Despite the crucial role it has come to play in addressing HIV/AIDS in China, the AIZHI Action Project continues to face considerable difficulties. In July 2002, the organization was evicted from its offices at a private university in Beijing after the university was pressured by government officials to shut the organization down. The action came four days after a report from the United Nations criticized the government for inaction in the face of a raging AIDS epidemic, and some weeks after Dr. Wan's organization publicized details about the deaths of 170 persons in Henan province from HIV/AIDS contracted through blood collection.

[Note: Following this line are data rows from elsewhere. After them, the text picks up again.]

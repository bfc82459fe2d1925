//! From-scratch digit-string arithmetic backend
//!
//! For hosts without an arbitrary-precision decimal library. Values are
//! sign + big-endian decimal digits + fractional scale; every operation,
//! including all eight rounding modes and a Newton's-method square root,
//! is implemented directly on the digit vectors.

use crate::error::{CalcError, Result};
use crate::number::{ArithmeticBackend, RoundingMode, DEFAULT_SCALE};
use std::cmp::Ordering;
use std::sync::{Arc, LazyLock};

/// Hard ceiling on Newton iterations; convergence is quadratic, so the
/// cap exists purely to guarantee termination.
const NEWTON_MAX_ITERATIONS: usize = 100;

static SHARED: LazyLock<Arc<ManualBackend>> = LazyLock::new(|| Arc::new(ManualBackend::new()));

/// Pure digit-string arithmetic backend.
#[derive(Debug, Default, Clone, Copy)]
pub struct ManualBackend;

impl ManualBackend {
    pub fn new() -> Self {
        ManualBackend
    }

    /// A process-wide shared instance.
    pub fn shared() -> Arc<ManualBackend> {
        Arc::clone(&SHARED)
    }
}

/// Decimal magnitude with sign: `digits` big-endian, the trailing
/// `scale` of them sitting right of the decimal point.
#[derive(Debug, Clone, PartialEq, Eq)]
struct Digits {
    negative: bool,
    digits: Vec<u8>,
    scale: usize,
}

impl Digits {
    fn zero() -> Self {
        Digits {
            negative: false,
            digits: vec![0],
            scale: 0,
        }
    }

    fn one() -> Self {
        Digits {
            negative: false,
            digits: vec![1],
            scale: 0,
        }
    }

    fn two() -> Self {
        Digits {
            negative: false,
            digits: vec![2],
            scale: 0,
        }
    }

    fn is_zero(&self) -> bool {
        self.digits.iter().all(|&d| d == 0)
    }

    /// Canonical shape: no trailing fraction zeros, no leading integer
    /// zeros beyond the mandatory one, no negative zero.
    fn trim(mut self) -> Self {
        while self.scale > 0 && self.digits.last() == Some(&0) {
            self.digits.pop();
            self.scale -= 1;
        }
        while self.digits.len() > self.scale + 1 && self.digits.first() == Some(&0) {
            self.digits.remove(0);
        }
        while self.digits.len() < self.scale + 1 {
            self.digits.insert(0, 0);
        }
        if self.is_zero() {
            self.negative = false;
        }
        self
    }

    fn to_canonical(&self) -> String {
        let split = self.digits.len() - self.scale;
        let mut out = String::with_capacity(self.digits.len() + 2);
        if self.negative && !self.is_zero() {
            out.push('-');
        }
        for &d in &self.digits[..split] {
            out.push((b'0' + d) as char);
        }
        if self.scale > 0 {
            out.push('.');
            for &d in &self.digits[split..] {
                out.push((b'0' + d) as char);
            }
        }
        out
    }
}
//! Process-wide default-instance holders
//!
//! Every registry and service takes its collaborators by injection; the
//! lazily-created default instances exist only so callers can omit the
//! wiring. Each holder is replaceable and resettable, and internal logic
//! never reaches for it directly.

use std::sync::{Arc, PoisonError, RwLock};

pub(crate) struct DefaultHolder<T> {
    slot: RwLock<Option<Arc<T>>>,
}

impl<T> DefaultHolder<T> {
    pub(crate) const fn new() -> Self {
        Self {
            slot: RwLock::new(None),
        }
    }

    /// Current default, creating it with `init` on first access.
    pub(crate) fn get_or_init(&self, init: impl FnOnce() -> T) -> Arc<T> {
        if let Some(existing) = self
            .slot
            .read()
            .unwrap_or_else(PoisonError::into_inner)
            .as_ref()
        {
            return Arc::clone(existing);
        }
        let mut guard = self.slot.write().unwrap_or_else(PoisonError::into_inner);
        if let Some(existing) = guard.as_ref() {
            return Arc::clone(existing);
        }
        let created = Arc::new(init());
        *guard = Some(Arc::clone(&created));
        created
    }

    pub(crate) fn replace(&self, value: Arc<T>) {
        *self.slot.write().unwrap_or_else(PoisonError::into_inner) = Some(value);
    }

    pub(crate) fn reset(&self) {
        *self.slot.write().unwrap_or_else(PoisonError::into_inner) = None;
    }
}

#[cfg(test)]
mod tests {
    use super::*;

    static HOLDER: DefaultHolder<u32> = DefaultHolder::new();

    #[test]
    fn test_lazy_replace_reset() {
        HOLDER.reset();
        let first = HOLDER.get_or_init(|| 1);
        assert_eq!(*first, 1);
        // Initializer ignored once a value exists.
        assert_eq!(*HOLDER.get_or_init(|| 2), 1);

        HOLDER.replace(Arc::new(7));
        assert_eq!(*HOLDER.get_or_init(|| 2), 7);

        HOLDER.reset();
        assert_eq!(*HOLDER.get_or_init(|| 3), 3);
        HOLDER.reset();
    }
}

Although Dr. Wan has traveled extensively outside China over the past eleven years, he has re-entered the country many times to organize efforts to educate people and collect the most up-to-date facts about the epidemic, despite the fact that his actions have often alarmed the Chinese government and put his own safety in jeopardy. He has made a name for himself as one of China’s most visible scholar-activists who, of necessity, take greater risks that their counterparts in the west.

An outspoken critic of Chinese public health, Dr. Wan nonetheless has many admirers within the official health care system. Many government officials know that much is seriously wrong and that changes need to be made, but are afraid to speak out and wonder if doing so would do any good. Dr. Wan’s work has made people feel less alone, persuading some that they can make a difference and that only widespread awareness and public pressure will make it possible to address HIV/AIDS and other serious health issues that China faces.

Dr. Wan has been on the front lines of fighting an epidemic that Chinese authorities would prefer to sweep under the rug. He has taken extraordinary personal risk to break down the conspiracy of silence around HIV/AIDS in China and to ensure protection for persons at highest risk.

I have seen the ripple effect of Wan Yanhai’s activism in a variety of people and causes – most importantly, of course, with AIDS work but also in causes of reform and social responsibility in China. Wan “pushes the envelope” and takes risks in the cause of helping vulnerable and hurting people.